EXERCISE » Your task is to copy each line in the listing that includes the word "AppState".

*** Opening of EXERCISE MATERIALS ***

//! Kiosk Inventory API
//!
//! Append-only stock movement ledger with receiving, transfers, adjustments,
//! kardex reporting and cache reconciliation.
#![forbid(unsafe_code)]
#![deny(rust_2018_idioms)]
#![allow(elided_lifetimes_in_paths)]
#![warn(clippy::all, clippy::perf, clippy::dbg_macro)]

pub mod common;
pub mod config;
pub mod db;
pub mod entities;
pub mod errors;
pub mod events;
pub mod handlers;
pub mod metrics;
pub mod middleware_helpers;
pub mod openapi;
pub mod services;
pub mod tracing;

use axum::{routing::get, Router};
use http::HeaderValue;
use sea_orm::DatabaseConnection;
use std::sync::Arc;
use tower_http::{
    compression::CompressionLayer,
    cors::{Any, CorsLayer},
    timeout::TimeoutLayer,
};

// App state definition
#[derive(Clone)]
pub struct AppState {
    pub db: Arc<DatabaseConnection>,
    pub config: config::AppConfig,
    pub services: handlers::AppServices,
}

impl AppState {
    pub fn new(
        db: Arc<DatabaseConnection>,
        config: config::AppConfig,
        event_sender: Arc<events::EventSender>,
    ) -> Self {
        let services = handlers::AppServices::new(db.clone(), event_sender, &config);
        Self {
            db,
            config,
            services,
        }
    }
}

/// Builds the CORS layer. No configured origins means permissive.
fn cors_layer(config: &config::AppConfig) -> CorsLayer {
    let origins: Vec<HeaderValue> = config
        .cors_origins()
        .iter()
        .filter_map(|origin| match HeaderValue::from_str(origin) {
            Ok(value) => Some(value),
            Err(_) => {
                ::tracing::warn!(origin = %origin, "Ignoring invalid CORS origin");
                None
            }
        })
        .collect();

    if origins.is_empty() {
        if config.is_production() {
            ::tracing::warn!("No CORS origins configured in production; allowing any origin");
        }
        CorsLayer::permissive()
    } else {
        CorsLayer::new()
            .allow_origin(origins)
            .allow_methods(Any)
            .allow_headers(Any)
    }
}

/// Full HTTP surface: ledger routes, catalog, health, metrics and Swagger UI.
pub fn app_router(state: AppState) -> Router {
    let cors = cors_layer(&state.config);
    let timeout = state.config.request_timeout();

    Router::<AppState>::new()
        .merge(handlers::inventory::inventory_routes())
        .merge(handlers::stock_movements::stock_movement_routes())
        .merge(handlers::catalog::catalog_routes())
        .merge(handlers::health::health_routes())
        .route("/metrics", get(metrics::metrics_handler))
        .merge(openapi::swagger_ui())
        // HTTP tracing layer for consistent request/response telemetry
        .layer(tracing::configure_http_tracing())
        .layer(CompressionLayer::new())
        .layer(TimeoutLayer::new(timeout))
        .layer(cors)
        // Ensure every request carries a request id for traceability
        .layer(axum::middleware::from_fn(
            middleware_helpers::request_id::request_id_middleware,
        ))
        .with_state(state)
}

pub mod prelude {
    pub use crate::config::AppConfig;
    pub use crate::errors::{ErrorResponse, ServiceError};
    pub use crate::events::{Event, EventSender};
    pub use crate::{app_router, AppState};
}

*** Close of EXERCISE MATERIALS ***

EXERCISE OUTPUT »
pub struct AppState {
impl AppState {
pub fn app_router(state: AppState) -> Router {
    Router::<AppState>::new()
    pub use crate::{app_router, AppState};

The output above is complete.